Where in the data below does the word "encoded" appear? Copy every line that has it.

━━━ Record set

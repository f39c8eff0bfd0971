//! Extraction pipeline: parsing, transport, sequencing and normalization.

pub mod credentials;
pub mod extractor;
pub mod fallback;
pub mod fetch_plan;
pub mod http;
pub mod logging;
pub mod models;
pub mod normalize;
pub mod pipeline;
pub mod progress;
pub mod transport;

pub use credentials::{PlaylistCredentials, Scheme};
pub use extractor::{Extractor, ExtractorConfig};
pub use fetch_plan::{
    AttemptOutcome, DirectPolicy, ExtractionAttempt, FetchPlan, ProxyDescriptor, Strategy,
    default_proxies,
};
pub use http::HttpTransport;
pub use models::{
    AccountProfile, AccountStatus, ExtractReport, Extraction, ExtractionOutcome, Inspection,
    PlanTier, ProfileSource, RobotOutput, StrategyChain,
};
pub use progress::{ProgressSink, Silent};
pub use transport::{Transport, TransportResponse};
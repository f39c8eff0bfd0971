//! CLI argument definitions using clap.

use clap::{Args, Parser, Subcommand, ValueEnum};

/// M3U Intake - recover IPTV account details from a playlist URL.
#[derive(Parser, Debug)]
#[command(name = "m3ui")]
#[command(author, version, about, long_about = None)]
#[command(propagate_version = true)]
pub struct Cli {
    #[command(subcommand)]
    pub command: Commands,

    // === Global flags ===
    /// Output format
    #[arg(long, value_enum, default_value = "human", global = true)]
    pub format: OutputFormat,

    /// Shorthand for --format json
    #[arg(long, global = true)]
    pub json: bool,

    /// Pretty-print JSON output
    #[arg(long, global = true)]
    pub pretty: bool,

    /// Disable colored output
    #[arg(long, global = true)]
    pub no_color: bool,

    /// Log level
    #[arg(long, value_name = "LEVEL", global = true)]
    pub log_level: Option<String>,

    /// Emit JSONL logs to stderr
    #[arg(long, global = true)]
    pub json_output: bool,

    /// Verbose output (sets log level to debug)
    #[arg(short, long, global = true)]
    pub verbose: bool,
}

impl Cli {
    /// Resolve the effective output format.
    #[must_use]
    pub const fn effective_format(&self) -> OutputFormat {
        if self.json {
            OutputFormat::Json
        } else {
            self.format
        }
    }

    /// Transport overrides carried by the selected subcommand, if any.
    #[must_use]
    pub const fn transport_args(&self) -> Option<&TransportArgs> {
        match &self.command {
            Commands::Extract(args) => Some(&args.transport),
            Commands::Proxies(args) => Some(&args.transport),
            Commands::Inspect(_) => None,
        }
    }
}

/// Available commands.
#[derive(Subcommand, Debug)]
pub enum Commands {
    /// Query the provider behind each playlist URL and print the account profile
    Extract(ExtractArgs),

    /// Show the credentials and API endpoint parsed from a playlist URL (no network)
    Inspect(InspectArgs),

    /// List the fetch strategies in the order they are tried
    Proxies(ProxiesArgs),
}

/// Arguments for the `extract` command.
#[derive(Args, Debug)]
pub struct ExtractArgs {
    /// Playlist URL(s), e.g. `http://host:8080/get.php?username=U&password=P`
    #[arg(value_name = "URL", required = true)]
    pub urls: Vec<String>,

    #[command(flatten)]
    pub transport: TransportArgs,
}

/// Arguments for the `inspect` command.
#[derive(Args, Debug)]
pub struct InspectArgs {
    /// Playlist URL
    #[arg(value_name = "URL")]
    pub url: String,

    /// Print the password instead of a mask
    #[arg(long)]
    pub show_password: bool,
}

/// Arguments for the `proxies` command.
#[derive(Args, Debug, Default)]
pub struct ProxiesArgs {
    #[command(flatten)]
    pub transport: TransportArgs,
}

/// Fetch-plan overrides shared by `extract` and `proxies`.
#[derive(Args, Debug, Default, Clone)]
pub struct TransportArgs {
    /// Per-attempt timeout in seconds
    #[arg(long, value_name = "SECONDS")]
    pub timeout: Option<u64>,

    /// When to request the provider directly (https-only, always, never)
    #[arg(long, value_name = "POLICY")]
    pub direct: Option<String>,

    /// Relay to try, in order; replaces the configured list (repeatable)
    #[arg(long = "proxy", value_name = "NAME=TEMPLATE")]
    pub proxies: Vec<String>,

    /// Skip the bouquet (live category) lookup
    #[arg(long)]
    pub no_bouquets: bool,
}

/// Output format.
#[derive(Debug, Clone, Copy, PartialEq, Eq, Default, ValueEnum)]
pub enum OutputFormat {
    /// Human-readable output
    #[default]
    Human,
    /// JSON output
    Json,
    /// Markdown output
    Md,
}

impl OutputFormat {
    #[must_use]
    pub const fn as_str(self) -> &'static str {
        match self {
            Self::Human => "human",
            Self::Json => "json",
            Self::Md => "md",
        }
    }
}
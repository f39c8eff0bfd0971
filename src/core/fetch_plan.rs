//! Transport strategies and the ordered fetch plan.
//!
//! A plan is the direct strategy (when the [`DirectPolicy`] allows it for
//! the playlist scheme) followed by every configured proxy relay, in order.

use std::fmt;

use chrono::{DateTime, Utc};
use serde::{Deserialize, Serialize};

use super::credentials::Scheme;
use super::models::ProfileSource;
use crate::error::{M3uiError, Result};

/// Placeholder substituted with the URL-encoded target in proxy templates.
pub const URL_PLACEHOLDER: &str = "{url}";

// =============================================================================
// Direct Policy
// =============================================================================

/// When the provider endpoint may be requested without a relay.
///
/// Browser-hosted callers cannot reach plain-HTTP hosts from a secure page
/// (mixed content), so the default only goes direct for HTTPS playlists.
#[derive(Debug, Clone, Copy, PartialEq, Eq, Default, Serialize, Deserialize)]
#[serde(rename_all = "kebab-case")]
pub enum DirectPolicy {
    /// Direct only when the playlist scheme is https.
    #[default]
    HttpsOnly,
    /// Always try direct first.
    Always,
    /// Never go direct; proxies only.
    Never,
}

impl DirectPolicy {
    /// Parse from CLI argument or config value.
    #[must_use]
    pub fn from_arg(s: &str) -> Option<Self> {
        match s.trim().to_lowercase().as_str() {
            "https-only" | "https" => Some(Self::HttpsOnly),
            "always" => Some(Self::Always),
            "never" | "off" => Some(Self::Never),
            _ => None,
        }
    }

    #[must_use]
    pub const fn as_str(self) -> &'static str {
        match self {
            Self::HttpsOnly => "https-only",
            Self::Always => "always",
            Self::Never => "never",
        }
    }

    /// Whether a direct request is eligible for the given scheme.
    #[must_use]
    pub const fn allows(self, scheme: Scheme) -> bool {
        match self {
            Self::HttpsOnly => matches!(scheme, Scheme::Https),
            Self::Always => true,
            Self::Never => false,
        }
    }
}

impl fmt::Display for DirectPolicy {
    fn fmt(&self, f: &mut fmt::Formatter<'_>) -> fmt::Result {
        f.write_str(self.as_str())
    }
}

// =============================================================================
// Proxy Descriptor
// =============================================================================

/// An unauthenticated relay that fetches a target URL on our behalf.
#[derive(Debug, Clone, PartialEq, Eq, Serialize, Deserialize)]
pub struct ProxyDescriptor {
    pub name: String,
    /// URL template containing `{url}`.
    pub template: String,
}

impl ProxyDescriptor {
    #[must_use]
    pub fn new(name: impl Into<String>, template: impl Into<String>) -> Self {
        Self {
            name: name.into(),
            template: template.into(),
        }
    }

    /// Parse a `NAME=TEMPLATE` command-line value.
    ///
    /// # Errors
    ///
    /// Returns an error when the `=` separator is missing or the result
    /// fails [`ProxyDescriptor::validate`].
    pub fn from_arg(arg: &str) -> Result<Self> {
        let (name, template) = arg.split_once('=').ok_or_else(|| M3uiError::ConfigInvalid {
            key: "proxy".to_string(),
            value: arg.to_string(),
            message: "expected NAME=TEMPLATE".to_string(),
        })?;
        let proxy = Self::new(name.trim(), template.trim());
        proxy.validate()?;
        Ok(proxy)
    }

    /// Embed the URL-encoded target into the relay template.
    #[must_use]
    pub fn wrap(&self, target: &str) -> String {
        self.template
            .replace(URL_PLACEHOLDER, &urlencoding::encode(target))
    }

    /// Check the name is non-empty and the template yields an http(s) URL.
    ///
    /// # Errors
    ///
    /// Returns [`M3uiError::ConfigInvalid`] describing the first problem.
    pub fn validate(&self) -> Result<()> {
        let invalid = |message: &str| M3uiError::ConfigInvalid {
            key: format!("proxies.{}", self.name),
            value: self.template.clone(),
            message: message.to_string(),
        };

        if self.name.trim().is_empty() {
            return Err(invalid("proxy name must not be empty"));
        }
        if !self.template.contains(URL_PLACEHOLDER) {
            return Err(invalid("template must contain {url}"));
        }
        let sample = self.wrap("http://provider.invalid/player_api.php");
        match url::Url::parse(&sample) {
            Ok(u) if matches!(u.scheme(), "http" | "https") => Ok(()),
            Ok(_) => Err(invalid("template must be an http(s) URL")),
            Err(e) => Err(invalid(&format!("template is not a URL: {e}"))),
        }
    }
}

/// Relays used when the config declares none.
#[must_use]
pub fn default_proxies() -> Vec<ProxyDescriptor> {
    vec![
        ProxyDescriptor::new("allorigins", "https://api.allorigins.win/raw?url={url}"),
        ProxyDescriptor::new("corsproxy", "https://corsproxy.io/?url={url}"),
        ProxyDescriptor::new("codetabs", "https://api.codetabs.com/v1/proxy?quest={url}"),
    ]
}

// =============================================================================
// Strategy
// =============================================================================

/// One way of reaching the provider endpoint.
#[derive(Debug, Clone, PartialEq, Eq)]
pub enum Strategy {
    Direct,
    Proxy(ProxyDescriptor),
}

impl Strategy {
    /// Stable identifier used in logs and attempt records.
    #[must_use]
    pub fn id(&self) -> String {
        match self {
            Self::Direct => "direct".to_string(),
            Self::Proxy(proxy) => format!("proxy:{}", proxy.name),
        }
    }

    /// URL actually requested for `endpoint`.
    #[must_use]
    pub fn request_url(&self, endpoint: &str) -> String {
        match self {
            Self::Direct => endpoint.to_string(),
            Self::Proxy(proxy) => proxy.wrap(endpoint),
        }
    }

    /// Provenance tag for profiles obtained through this strategy.
    #[must_use]
    pub fn source(&self) -> ProfileSource {
        match self {
            Self::Direct => ProfileSource::Direct,
            Self::Proxy(proxy) => ProfileSource::Proxy(proxy.name.clone()),
        }
    }
}

// =============================================================================
// Attempt Records
// =============================================================================

/// Why a single strategy attempt did not yield an account body.
#[derive(Debug, Clone, PartialEq, Eq)]
pub enum AttemptFailure {
    /// Connection, DNS, TLS or timeout failure.
    Network(String),
    /// Non-2xx response status.
    Http(u16),
    /// Body was not valid JSON.
    MalformedResponse,
    /// JSON body without a `user_info` object.
    FieldMissing,
}

impl fmt::Display for AttemptFailure {
    fn fmt(&self, f: &mut fmt::Formatter<'_>) -> fmt::Result {
        match self {
            Self::Network(msg) => write!(f, "network error: {msg}"),
            Self::Http(status) => write!(f, "HTTP {status}"),
            Self::MalformedResponse => f.write_str("response is not valid JSON"),
            Self::FieldMissing => f.write_str("response has no user_info object"),
        }
    }
}

/// Classified outcome recorded for every attempt.
#[derive(Debug, Clone, PartialEq, Eq, Serialize)]
#[serde(tag = "kind", content = "detail", rename_all = "camelCase")]
pub enum AttemptOutcome {
    Success,
    NetworkError(String),
    HttpError(u16),
    MalformedResponse,
    FieldMissing,
}

impl AttemptOutcome {
    #[must_use]
    pub const fn is_success(&self) -> bool {
        matches!(self, Self::Success)
    }
}

impl From<&AttemptFailure> for AttemptOutcome {
    fn from(failure: &AttemptFailure) -> Self {
        match failure {
            AttemptFailure::Network(msg) => Self::NetworkError(msg.clone()),
            AttemptFailure::Http(status) => Self::HttpError(*status),
            AttemptFailure::MalformedResponse => Self::MalformedResponse,
            AttemptFailure::FieldMissing => Self::FieldMissing,
        }
    }
}

/// Record of a single strategy invocation, kept for diagnostics only.
#[derive(Debug, Clone, Serialize)]
#[serde(rename_all = "camelCase")]
pub struct ExtractionAttempt {
    pub strategy_id: String,
    pub started_at: DateTime<Utc>,
    pub duration_ms: u64,
    pub outcome: AttemptOutcome,
    #[serde(skip_serializing_if = "Option::is_none")]
    pub raw_body: Option<String>,
}

// =============================================================================
// Fetch Plan
// =============================================================================

/// Ordered strategy list, shared read-only by every extraction.
#[derive(Debug, Clone, PartialEq, Eq)]
pub struct FetchPlan {
    pub direct_policy: DirectPolicy,
    pub proxies: Vec<ProxyDescriptor>,
}

impl Default for FetchPlan {
    fn default() -> Self {
        Self::new(DirectPolicy::default(), default_proxies())
    }
}

impl FetchPlan {
    #[must_use]
    pub const fn new(direct_policy: DirectPolicy, proxies: Vec<ProxyDescriptor>) -> Self {
        Self {
            direct_policy,
            proxies,
        }
    }

    /// Whether the direct strategy runs for a playlist of this scheme.
    #[must_use]
    pub const fn direct_eligible(&self, scheme: Scheme) -> bool {
        self.direct_policy.allows(scheme)
    }

    /// Strategies in execution order for a playlist of this scheme.
    #[must_use]
    pub fn strategies(&self, scheme: Scheme) -> Vec<Strategy> {
        let direct = self
            .direct_eligible(scheme)
            .then_some(Strategy::Direct);
        direct
            .into_iter()
            .chain(self.proxies.iter().cloned().map(Strategy::Proxy))
            .collect()
    }
}
//! Human-readable progress reporting during an extraction.
//!
//! The sequencer announces every step before it happens. Reports are a side
//! channel only; nothing in the pipeline branches on them.

use std::sync::Mutex;

/// Receives status lines such as `"Testing proxy 2 of 3 (corsproxy)..."`.
pub trait ProgressSink: Send + Sync {
    fn report(&self, status: &str);
}

impl<F> ProgressSink for F
where
    F: Fn(&str) + Send + Sync,
{
    fn report(&self, status: &str) {
        self(status);
    }
}

/// Discards every report.
#[derive(Debug, Clone, Copy, Default)]
pub struct Silent;

impl ProgressSink for Silent {
    fn report(&self, _status: &str) {}
}

/// Forwards reports to an inner sink and keeps an ordered copy.
pub struct ProgressLog<'a> {
    inner: &'a dyn ProgressSink,
    lines: Mutex<Vec<String>>,
}

impl<'a> ProgressLog<'a> {
    #[must_use]
    pub fn new(inner: &'a dyn ProgressSink) -> Self {
        Self {
            inner,
            lines: Mutex::new(Vec::new()),
        }
    }

    /// Reports recorded so far, in emission order.
    #[must_use]
    pub fn into_lines(self) -> Vec<String> {
        self.lines
            .into_inner()
            .unwrap_or_else(std::sync::PoisonError::into_inner)
    }
}

impl ProgressSink for ProgressLog<'_> {
    fn report(&self, status: &str) {
        tracing::debug!(status, "Progress");
        if let Ok(mut lines) = self.lines.lock() {
            lines.push(status.to_string());
        }
        self.inner.report(status);
    }
}

// Status line builders, kept together so the wording stays consistent.

pub(crate) fn trying_direct(position: usize, total: usize) -> String {
    format!("Trying direct access (strategy {position} of {total})...")
}

pub(crate) fn skipping_direct() -> String {
    "Skipping direct access: plain-HTTP provider must be reached through a proxy".to_string()
}

pub(crate) fn testing_proxy(index: usize, count: usize, name: &str) -> String {
    format!("Testing proxy {index} of {count} ({name})...")
}

pub(crate) fn succeeded(via: &str) -> String {
    format!("Account data received via {via}")
}

pub(crate) fn fetching_bouquets() -> String {
    "Fetching bouquet list...".to_string()
}

pub(crate) fn exhausted() -> String {
    "All strategies failed, using simulated data...".to_string()
}

pub(crate) fn cancelled() -> String {
    "Extraction cancelled".to_string()
}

━━━━━━

**Output for this exercise:**
/// Placeholder substituted with the URL-encoded target in proxy templates.
    /// Embed the URL-encoded target into the relay template.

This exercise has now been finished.